//! Static syntax validation using the interpreter's own parser.
//!
//! The candidate is piped to `ast.parse` in a short-lived process; nothing in
//! it is executed.

use std::io;
use std::process::Stdio;

use tokio::io::AsyncWriteExt;
use tokio::process::Command;

use super::config::{SandboxConfig, SyntaxPolicy};

/// Exit 0: parses. Exit 3: parser hit end of input inside an open block.
/// Any other exit: invalid.
const PARSE_CHECK: &str = r#"import ast, sys
src = sys.stdin.read()
try:
    ast.parse(src)
except SyntaxError as e:
    msg = e.msg or ""
    sys.exit(3 if msg.startswith(("unexpected EOF", "expected an indented block")) else 2)
"#;

/// Body appended when repairing an unfinished block.
pub const REPAIR_SUFFIX: &str = "\n    pass";

#[derive(Debug, Clone, Copy, PartialEq, Eq)]
pub enum ParseVerdict {
    Valid,
    /// Syntactically unfinished, e.g. `def f(n):` with no body.
    Incomplete,
    Invalid,
}

/// Run the parse check for `code` once.
pub async fn parse_check(config: &SandboxConfig, code: &str) -> io::Result<ParseVerdict> {
    let mut child = Command::new(&config.interpreter)
        .arg("-c")
        .arg(PARSE_CHECK)
        .stdin(Stdio::piped())
        .stdout(Stdio::null())
        .stderr(Stdio::null())
        .kill_on_drop(true)
        .spawn()?;

    let stdin = child.stdin.take();
    let status = tokio::time::timeout(config.timeout(), async {
        if let Some(mut stdin) = stdin {
            stdin.write_all(code.as_bytes()).await?;
            // Dropping stdin closes the pipe so the parser sees EOF.
        }
        child.wait().await
    })
    .await
    .map_err(|_| io::Error::new(io::ErrorKind::TimedOut, "syntax check timed out"))??;

    Ok(match status.code() {
        Some(0) => ParseVerdict::Valid,
        Some(3) => ParseVerdict::Incomplete,
        _ => ParseVerdict::Invalid,
    })
}

/// Apply `policy` on top of [`parse_check`].
pub async fn check_with_policy(config: &SandboxConfig, code: &str) -> io::Result<bool> {
    match parse_check(config, code).await? {
        ParseVerdict::Valid => Ok(true),
        ParseVerdict::Invalid => Ok(false),
        ParseVerdict::Incomplete => match config.syntax_policy {
            SyntaxPolicy::Strict => Ok(false),
            SyntaxPolicy::RepairIncompleteBlock => {
                let patched = format!("{code}{REPAIR_SUFFIX}");
                Ok(parse_check(config, &patched).await? == ParseVerdict::Valid)
            }
        },
    }
}
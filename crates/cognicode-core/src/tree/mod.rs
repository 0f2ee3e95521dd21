//! Search tree data model.
//!
//! Nodes live in a flat arena ([`SearchTree`]) and refer to each other by
//! [`NodeId`]. Parents own nothing; the arena owns every node for the whole run.

pub mod arena;
pub mod node;

pub use arena::{join_state, SearchTree};
pub use node::{Node, NodeId, DEFAULT_EXPLORATION_WEIGHT};
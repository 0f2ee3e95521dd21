//! Generator replaying a fixed list of responses, one per call.

use std::collections::VecDeque;

use async_trait::async_trait;
use tokio::sync::Mutex;

use super::CandidateGenerator;

/// A request observed by [`ScriptedGenerator`].
#[derive(Debug, Clone, PartialEq, Eq)]
pub struct ObservedRequest {
    pub problem: String,
    pub state: String,
    pub n: usize,
}

/// Returns the scripted responses in order, then a `pass` fragment forever.
/// Records every request it receives.
pub struct ScriptedGenerator {
    steps: Mutex<VecDeque<Vec<String>>>,
    seen: Mutex<Vec<ObservedRequest>>,
}

impl ScriptedGenerator {
    pub fn new<I, S>(steps: I) -> Self
    where
        I: IntoIterator<Item = Vec<S>>,
        S: Into<String>,
    {
        Self {
            steps: Mutex::new(
                steps
                    .into_iter()
                    .map(|step| step.into_iter().map(Into::into).collect())
                    .collect(),
            ),
            seen: Mutex::new(Vec::new()),
        }
    }

    pub async fn requests(&self) -> Vec<ObservedRequest> {
        self.seen.lock().await.clone()
    }
}

#[async_trait]
impl CandidateGenerator for ScriptedGenerator {
    async fn generate_candidates(
        &self,
        problem: &str,
        current_state: &str,
        n: usize,
    ) -> Vec<String> {
        self.seen.lock().await.push(ObservedRequest {
            problem: problem.to_string(),
            state: current_state.to_string(),
            n,
        });
        let step = self.steps.lock().await.pop_front();
        match step {
            Some(mut candidates) if !candidates.is_empty() => {
                candidates.truncate(n.max(1));
                candidates
            }
            _ => vec!["    pass".to_string()],
        }
    }
}
//! Human-readable progress lines for the host's step callback.

/// Trailing characters of the state shown in a progress line.
pub const EXCERPT_CHARS: usize = 60;

/// Last [`EXCERPT_CHARS`] characters of `state` on one line.
pub fn excerpt(state: &str) -> String {
    let total = state.chars().count();
    let skip = total.saturating_sub(EXCERPT_CHARS);
    let tail: String = state.chars().skip(skip).collect();
    let tail = tail.replace('\n', "⏎");
    if skip > 0 {
        format!("…{tail}")
    } else {
        tail
    }
}

pub fn progress_line(
    iteration: u32,
    depth: usize,
    reward: f64,
    state: &str,
    solved: bool,
) -> String {
    let status = if solved { "solution found" } else { "explored" };
    format!(
        "iter {iteration}: {status} | depth {depth} | reward {reward:+.2} | {}",
        excerpt(state)
    )
}

#[cfg(test)]
mod tests {
    use super::*;

    #[test]
    fn test_short_state_is_whole() {
        assert_eq!(excerpt("def f():\n    return 1"), "def f():⏎    return 1");
    }

    #[test]
    fn test_long_state_keeps_tail() {
        let state = "x".repeat(100) + "END";
        let out = excerpt(&state);
        assert!(out.starts_with('…'));
        assert!(out.ends_with("END"));
        assert_eq!(out.chars().count(), EXCERPT_CHARS + 1);
    }

    #[test]
    fn test_progress_line_fields() {
        let line = progress_line(3, 2, 0.1, "def f():", false);
        assert_eq!(line, "iter 3: explored | depth 2 | reward +0.10 | def f():");
        let line = progress_line(4, 3, 1.0, "ok", true);
        assert!(line.contains("solution found"));
        assert!(line.contains("+1.00"));
    }
}
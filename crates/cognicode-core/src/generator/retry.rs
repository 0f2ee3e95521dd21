//! Retry with exponential backoff and a neutral fallback.

use std::time::Duration;

use async_trait::async_trait;
use serde::{Deserialize, Serialize};
use tracing::{debug, warn};

use super::{normalize_candidates, CandidateGenerator, CandidateSource, GeneratorError};

/// Retry policy for a [`CandidateSource`].
#[derive(Debug, Clone, Serialize, Deserialize, PartialEq)]
#[serde(default)]
pub struct RetryConfig {
    /// Total attempts, including the first.
    pub max_attempts: u32,
    /// Delay before the second attempt; doubles after each failure.
    pub backoff_base_ms: u64,
    /// Returned when the source cannot produce anything usable.
    pub fallback_fragment: String,
}

impl Default for RetryConfig {
    fn default() -> Self {
        Self {
            max_attempts: 3,
            backoff_base_ms: 500,
            fallback_fragment: "    pass".to_string(),
        }
    }
}

impl RetryConfig {
    /// Delay after failed attempt number `attempt` (1-based).
    pub fn backoff_for(&self, attempt: u32) -> Duration {
        let factor = 2u64.saturating_pow(attempt.saturating_sub(1));
        Duration::from_millis(self.backoff_base_ms.saturating_mul(factor))
    }
}

#[derive(Debug)]
enum RetryState {
    Attempt(u32),
    Backoff { next_attempt: u32, delay: Duration },
    Fallback { reason: String },
    Resolved(Vec<String>),
}

/// Adapts a fallible [`CandidateSource`] into an infallible
/// [`CandidateGenerator`].
pub struct RetryingGenerator<S: CandidateSource> {
    source: S,
    config: RetryConfig,
}

impl<S: CandidateSource> RetryingGenerator<S> {
    pub fn new(source: S, config: RetryConfig) -> Self {
        Self { source, config }
    }

    pub fn source(&self) -> &S {
        &self.source
    }

    fn step(
        &self,
        attempt: u32,
        outcome: Result<Vec<String>, GeneratorError>,
        n: usize,
    ) -> RetryState {
        match outcome {
            Ok(raw) => {
                let candidates = normalize_candidates(raw, n);
                if candidates.is_empty() {
                    RetryState::Fallback {
                        reason: "source returned no usable candidates".to_string(),
                    }
                } else {
                    RetryState::Resolved(candidates)
                }
            }
            Err(err) if err.is_transient() && attempt < self.config.max_attempts => {
                RetryState::Backoff {
                    next_attempt: attempt + 1,
                    delay: self.config.backoff_for(attempt),
                }
            }
            Err(err) => RetryState::Fallback {
                reason: err.to_string(),
            },
        }
    }
}

#[async_trait]
impl<S: CandidateSource> CandidateGenerator for RetryingGenerator<S> {
    async fn generate_candidates(
        &self,
        problem: &str,
        current_state: &str,
        n: usize,
    ) -> Vec<String> {
        let mut state = RetryState::Attempt(1);
        loop {
            state = match state {
                RetryState::Attempt(attempt) => {
                    let outcome = self.source.propose(problem, current_state, n).await;
                    debug!(
                        event = "generator.attempt",
                        attempt = attempt,
                        ok = outcome.is_ok(),
                    );
                    self.step(attempt, outcome, n)
                }
                RetryState::Backoff {
                    next_attempt,
                    delay,
                } => {
                    tokio::time::sleep(delay).await;
                    RetryState::Attempt(next_attempt)
                }
                RetryState::Fallback { reason } => {
                    warn!(event = "generator.fallback", reason = %reason);
                    return vec![self.config.fallback_fragment.clone()];
                }
                RetryState::Resolved(candidates) => return candidates,
            };
        }
    }
}

#[cfg(test)]
mod tests {
    use super::*;
    use std::sync::atomic::{AtomicU32, Ordering};
    use std::sync::Arc;

    struct FlakySource {
        failures_before_success: u32,
        error: GeneratorError,
        calls: Arc<AtomicU32>,
    }

    #[async_trait]
    impl CandidateSource for FlakySource {
        async fn propose(
            &self,
            _problem: &str,
            _state: &str,
            _n: usize,
        ) -> Result<Vec<String>, GeneratorError> {
            let n = self.calls.fetch_add(1, Ordering::SeqCst);
            if n < self.failures_before_success {
                Err(self.error.clone())
            } else {
                Ok(vec!["    return 1".to_string()])
            }
        }
    }

    fn flaky(failures: u32, error: GeneratorError) -> (FlakySource, Arc<AtomicU32>) {
        let calls = Arc::new(AtomicU32::new(0));
        (
            FlakySource {
                failures_before_success: failures,
                error,
                calls: calls.clone(),
            },
            calls,
        )
    }

    #[test]
    fn test_retry_config_default() {
        let cfg = RetryConfig::default();
        assert_eq!(cfg.max_attempts, 3);
        assert_eq!(cfg.backoff_base_ms, 500);
        assert_eq!(cfg.fallback_fragment, "    pass");
    }

    #[test]
    fn test_backoff_doubles() {
        let cfg = RetryConfig {
            backoff_base_ms: 100,
            ..RetryConfig::default()
        };
        assert_eq!(cfg.backoff_for(1), Duration::from_millis(100));
        assert_eq!(cfg.backoff_for(2), Duration::from_millis(200));
        assert_eq!(cfg.backoff_for(3), Duration::from_millis(400));
    }

    #[tokio::test(start_paused = true)]
    async fn test_transient_failures_are_retried_with_backoff() {
        let (source, calls) = flaky(2, GeneratorError::Transient("rate limited".into()));
        let gen = RetryingGenerator::new(
            source,
            RetryConfig {
                max_attempts: 3,
                backoff_base_ms: 10,
                ..RetryConfig::default()
            },
        );

        let start = tokio::time::Instant::now();
        let out = gen.generate_candidates("p", "", 3).await;

        assert_eq!(out, vec!["    return 1"]);
        assert_eq!(calls.load(Ordering::SeqCst), 3);
        assert!(start.elapsed() >= Duration::from_millis(30));
    }

    #[tokio::test(start_paused = true)]
    async fn test_exhausted_retries_fall_back() {
        let (source, calls) = flaky(10, GeneratorError::Transient("rate limited".into()));
        let gen = RetryingGenerator::new(
            source,
            RetryConfig {
                max_attempts: 2,
                backoff_base_ms: 10,
                ..RetryConfig::default()
            },
        );

        let out = gen.generate_candidates("p", "", 3).await;
        assert_eq!(out, vec!["    pass"]);
        assert_eq!(calls.load(Ordering::SeqCst), 2);
    }

    #[tokio::test]
    async fn test_fatal_failure_falls_back_immediately() {
        let (source, calls) = flaky(1, GeneratorError::Fatal("bad credentials".into()));
        let gen = RetryingGenerator::new(source, RetryConfig::default());

        let out = gen.generate_candidates("p", "", 3).await;
        assert_eq!(out, vec!["    pass"]);
        assert_eq!(calls.load(Ordering::SeqCst), 1);
    }
}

----

Each line from the top of the data, up to and including the line that contains "use tokio::process::Command;", should be set down exactly.

» **Exercise output**:
//! Static syntax validation using the interpreter's own parser.
//!
//! The candidate is piped to `ast.parse` in a short-lived process; nothing in
//! it is executed.

use std::io;
use std::process::Stdio;

use tokio::io::AsyncWriteExt;
use tokio::process::Command;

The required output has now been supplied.